AlphaGen, which owns and operates the Gowanus and Narrows floating power plants in New York City, has proposed replacing the six peaking units with three lower-emitting ones. (See AlphaGen Proposes Repowering Peakers to Meet NYC Reliability Need.)

Sixberry said the main stopping blocks for getting a generator on the grid were transformer and breaker backlogs. Repowering projects could take advantage of transformers and breakers that are already in place, effectively swapping out an old generator for another.

In response to a question about local communities not wanting repowering projects because of emissions, Schwall said that while repowering is “not a perfect solution,” it is very difficult to get enough renewables on the grid to maintain reliability.

“Installing technology that is cleaner, that is capable of running on zero-emissions fuel … it’s not a zero-sum game,” he said. “It does not mean that the state should not be pursuing solar energy or storage.”

Fighting the Headwinds

In another panel, renewable energy advocates discussed how local government could help in the face of unprecedented federal interference in state climate policy.

Most of the panelists said New York needed to reduce permitting time and expedite construction. Longer lag times for permits create uncertainty for project financing, which can lead to canceled projects.
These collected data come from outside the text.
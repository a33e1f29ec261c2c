// SPDX-License-Identifier: Apache-2.0
// Copyright (c) 2025 Meshpress Inc.

//! Cross-format import and export through the front-door dispatchers

use anyhow::Result;
use meshpress::geometry::primitives;
use meshpress::{io, Scene};
use nalgebra::{Matrix4, Vector3};
use std::io::Write;

fn two_part_scene() -> Scene {
    let mut scene = Scene::new("assembly");
    let root = scene.root();
    let (_, cube) = scene.add_part(
        root,
        "cube",
        Matrix4::identity(),
        primitives::cube(Vector3::new(2.0, 2.0, 2.0)),
    );
    scene.add_part(
        root,
        "sphere",
        Matrix4::new_translation(&Vector3::new(10.0, 0.0, 0.0)),
        primitives::uv_sphere(1.0, 8),
    );
    scene.add_instance(
        root,
        "cube_copy",
        Matrix4::new_translation(&Vector3::new(-10.0, 0.0, 0.0)),
        cube,
    );
    scene
}

#[test]
fn test_glb_round_trip_preserves_counts_and_extent() -> Result<()> {
    let scene = two_part_scene();
    let root = scene.root();

    let dir = tempfile::tempdir()?;
    let path = dir.path().join("assembly.glb");
    io::export_scene(&scene, &path)?;

    let back = io::import_scene(&path)?;
    let back_root = back.root();

    // Two meshes, three placements
    assert_eq!(back.part_count(back_root), 3);
    assert_eq!(back.polygon_count(back_root), scene.polygon_count(root));
    assert_eq!(back.vertex_count(back_root), scene.vertex_count(root));

    // Instance transforms survive: the copies sit 20 units apart
    let bbox = back.bounding_box(back_root);
    let original = scene.bounding_box(root);
    assert!((bbox.min.x - original.min.x).abs() < 1e-3);
    assert!((bbox.max.x - original.max.x).abs() < 1e-3);

    Ok(())
}

#[test]
fn test_embedded_gltf_round_trip() -> Result<()> {
    let scene = two_part_scene();

    let dir = tempfile::tempdir()?;
    let path = dir.path().join("assembly.gltf");
    io::export_scene(&scene, &path)?;

    // Single self-contained file, no .bin sidecar
    assert!(!dir.path().join("assembly.bin").exists());
    let text = std::fs::read_to_string(&path)?;
    assert!(text.contains("data:application/octet-stream;base64,"));

    let back = io::import_scene(&path)?;
    assert_eq!(back.part_count(back.root()), 3);
    assert_eq!(
        back.polygon_count(back.root()),
        scene.polygon_count(scene.root())
    );
    Ok(())
}

#[test]
fn test_stl_round_trip_flattens_instances() -> Result<()> {
    let scene = two_part_scene();
    let root = scene.root();

    let dir = tempfile::tempdir()?;
    let path = dir.path().join("assembly.stl");
    io::export_scene(&scene, &path)?;

    // STL has no scene graph; everything lands in one part, world-placed
    let back = io::import_scene(&path)?;
    let back_root = back.root();
    assert_eq!(back.part_count(back_root), 1);
    assert_eq!(back.polygon_count(back_root), scene.polygon_count(root));

    let bbox = back.bounding_box(back_root);
    assert!(bbox.min.x < -10.0, "instanced cube missing from STL");
    assert!(bbox.max.x > 10.0, "translated sphere missing from STL");
    Ok(())
}

#[test]
fn test_obj_import_through_dispatcher() -> Result<()> {
    let dir = tempfile::tempdir()?;
    let path = dir.path().join("plate.obj");
    let mut f = std::fs::File::create(&path)?;
    f.write_all(
        b"o plate\n\
          v 0 0 0\nv 1 0 0\nv 1 1 0\nv 0 1 0\n\
          f 1 2 3 4\n",
    )?;
    drop(f);

    let scene = io::import_scene(&path)?;
    let root = scene.root();
    assert_eq!(scene.part_count(root), 1);
    // The quad arrives triangulated
    assert_eq!(scene.polygon_count(root), 2);
    Ok(())
}

#[test]
fn test_unsupported_extension_is_rejected() -> Result<()> {
    let dir = tempfile::tempdir()?;
    let path = dir.path().join("model.step");
    std::fs::write(&path, b"ISO-10303-21;")?;

    let err = io::import_scene(&path).unwrap_err();
    assert!(err.to_string().contains("step"), "unexpected error: {err:#}");

    let scene = Scene::new("empty");
    let err = io::export_scene(&scene, &dir.path().join("model.xyz")).unwrap_err();
    assert!(err.to_string().contains("xyz"), "unexpected error: {err:#}");
    Ok(())
}
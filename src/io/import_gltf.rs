// SPDX-License-Identifier: Apache-2.0
// Copyright (c) 2025 Meshpress Inc.

//! glTF and GLB importer
//!
//! The node tree maps directly onto occurrences. Nodes sharing a glTF mesh
//! become instances of one part, so assemblies keep their reuse instead of
//! duplicating geometry per placement.

use crate::geometry::{Mesh, Triangle, Vertex};
use crate::scene::{PartId, Scene};
use ahash::AHashMap;
use anyhow::{Context, Result};
use nalgebra::{Matrix4, Point3, Vector3};
use std::path::Path;

pub fn import(path: &Path) -> Result<Scene> {
    let (document, buffers, _images) = gltf::import(path)
        .with_context(|| format!("failed to read glTF file: {}", path.display()))?;

    let source = document
        .default_scene()
        .or_else(|| document.scenes().next())
        .with_context(|| format!("glTF file has no scene: {}", path.display()))?;

    let mut scene = Scene::new(&super::import_obj::scene_name(path));
    let root = scene.root();
    let mut parts: AHashMap<usize, PartId> = AHashMap::new();

    for node in source.nodes() {
        import_node(&mut scene, root, &node, &buffers, &mut parts);
    }
    Ok(scene)
}

fn import_node(
    scene: &mut Scene,
    parent: crate::scene::OccurrenceId,
    node: &gltf::Node,
    buffers: &[gltf::buffer::Data],
    parts: &mut AHashMap<usize, PartId>,
) {
    let name = node
        .name()
        .map(str::to_string)
        .unwrap_or_else(|| format!("node_{}", node.index()));
    let transform = node_matrix(node);

    let id = match node.mesh() {
        Some(mesh) => match parts.get(&mesh.index()) {
            Some(&part) => scene.add_instance(parent, &name, transform, part),
            None => {
                let converted = convert_mesh(&mesh, buffers);
                let (occurrence, part) = scene.add_part(parent, &name, transform, converted);
                parts.insert(mesh.index(), part);
                occurrence
            }
        },
        None => scene.add_occurrence(parent, &name, transform),
    };

    for child in node.children() {
        import_node(scene, id, &child, buffers, parts);
    }
}

fn node_matrix(node: &gltf::Node) -> Matrix4<f64> {
    // glTF matrices are column-major
    let m = node.transform().matrix();
    Matrix4::from_fn(|row, col| m[col][row] as f64)
}

fn convert_mesh(mesh: &gltf::Mesh, buffers: &[gltf::buffer::Data]) -> Mesh {
    let mut out = Mesh::new();
    let mut needs_normals = false;

    for primitive in mesh.primitives() {
        if primitive.mode() != gltf::mesh::Mode::Triangles {
            continue;
        }
        let reader = primitive.reader(|buffer| buffers.get(buffer.index()).map(|data| &data.0[..]));
        let Some(positions) = reader.read_positions() else {
            continue;
        };
        let positions: Vec<[f32; 3]> = positions.collect();
        let normals: Option<Vec<[f32; 3]>> = reader.read_normals().map(|iter| iter.collect());
        if normals.is_none() {
            needs_normals = true;
        }

        let base = out.vertex_count();
        for (i, p) in positions.iter().enumerate() {
            let position = Point3::new(p[0] as f64, p[1] as f64, p[2] as f64);
            match normals.as_ref().and_then(|list| list.get(i)) {
                Some(n) => out.add_vertex(Vertex::new(
                    position,
                    Vector3::new(n[0] as f64, n[1] as f64, n[2] as f64),
                )),
                None => out.add_vertex(Vertex::at(position)),
            };
        }

        let indices: Vec<u32> = match reader.read_indices() {
            Some(iter) => iter.into_u32().collect(),
            // Non-indexed triangle list
            None => (0..positions.len() as u32).collect(),
        };
        for face in indices.chunks_exact(3) {
            let triangle = Triangle::new([
                base + face[0] as usize,
                base + face[1] as usize,
                base + face[2] as usize,
            ]);
            if !triangle.is_degenerate() {
                out.add_triangle(triangle);
            }
        }
    }

    if needs_normals {
        out.recompute_normals();
    }
    out
}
“The biggest issue we’ve been facing prior to this administration, and writ large, has been that it takes too long to develop. It takes way too long to do anything, not just renewable energy,” said Alicia Gené Artessa, director of the New York Offshore Wind Alliance. “When you have a set contract price and it takes 10 years to build a project, the price doesn’t match up anymore.”

From left: Kristina Persaud, Advanced Energy United; Alicia Gené Artessa, director of the New York Offshore Wind Alliance; Ryan Stanton, executive director of the Long Island Federation of Labor; and Jeffrey Escobar, Sheppard Mullin, discuss how to develop renewables in an uncertain climate. | © RTO Insider 

Jeffrey Escobar, a partner at Sheppard Mullin, concurred, saying that he has had clients drop out of the development cycle in New York after buying up build sites because it was too difficult to build.

Other panelists said the state needs to make contracts with renewable energy developers more flexible so they could withstand supply issues or federal policy shocks while also making development smoother.

Ryan Stanton, executive director of the Long Island Federation of Labor, said more effort has to be put into communicating with local communities and local stakeholders when developing renewables. He cited Citizens United as a major contributor to enflaming local discourse.

“They have a ton of money to back doing nothing,” Stanton said. “It’s a lot harder to communicate effectively, to have an honest conversation about making policy decisions for the long term.”

He pointed to the success of renewable development in the Republican-controlled town of Brookhaven, on Long Island. He said the town is on track to link 900 MW of offshore wind to the town because the labor movement, local government and community leaders had coordinated and communicated effectively.

Artessa agreed, saying communication is the “backbone” of their industries. She said she hoped the state would work with local governments to make it clear to developers where they were welcome, and to coordinate planning across municipalities.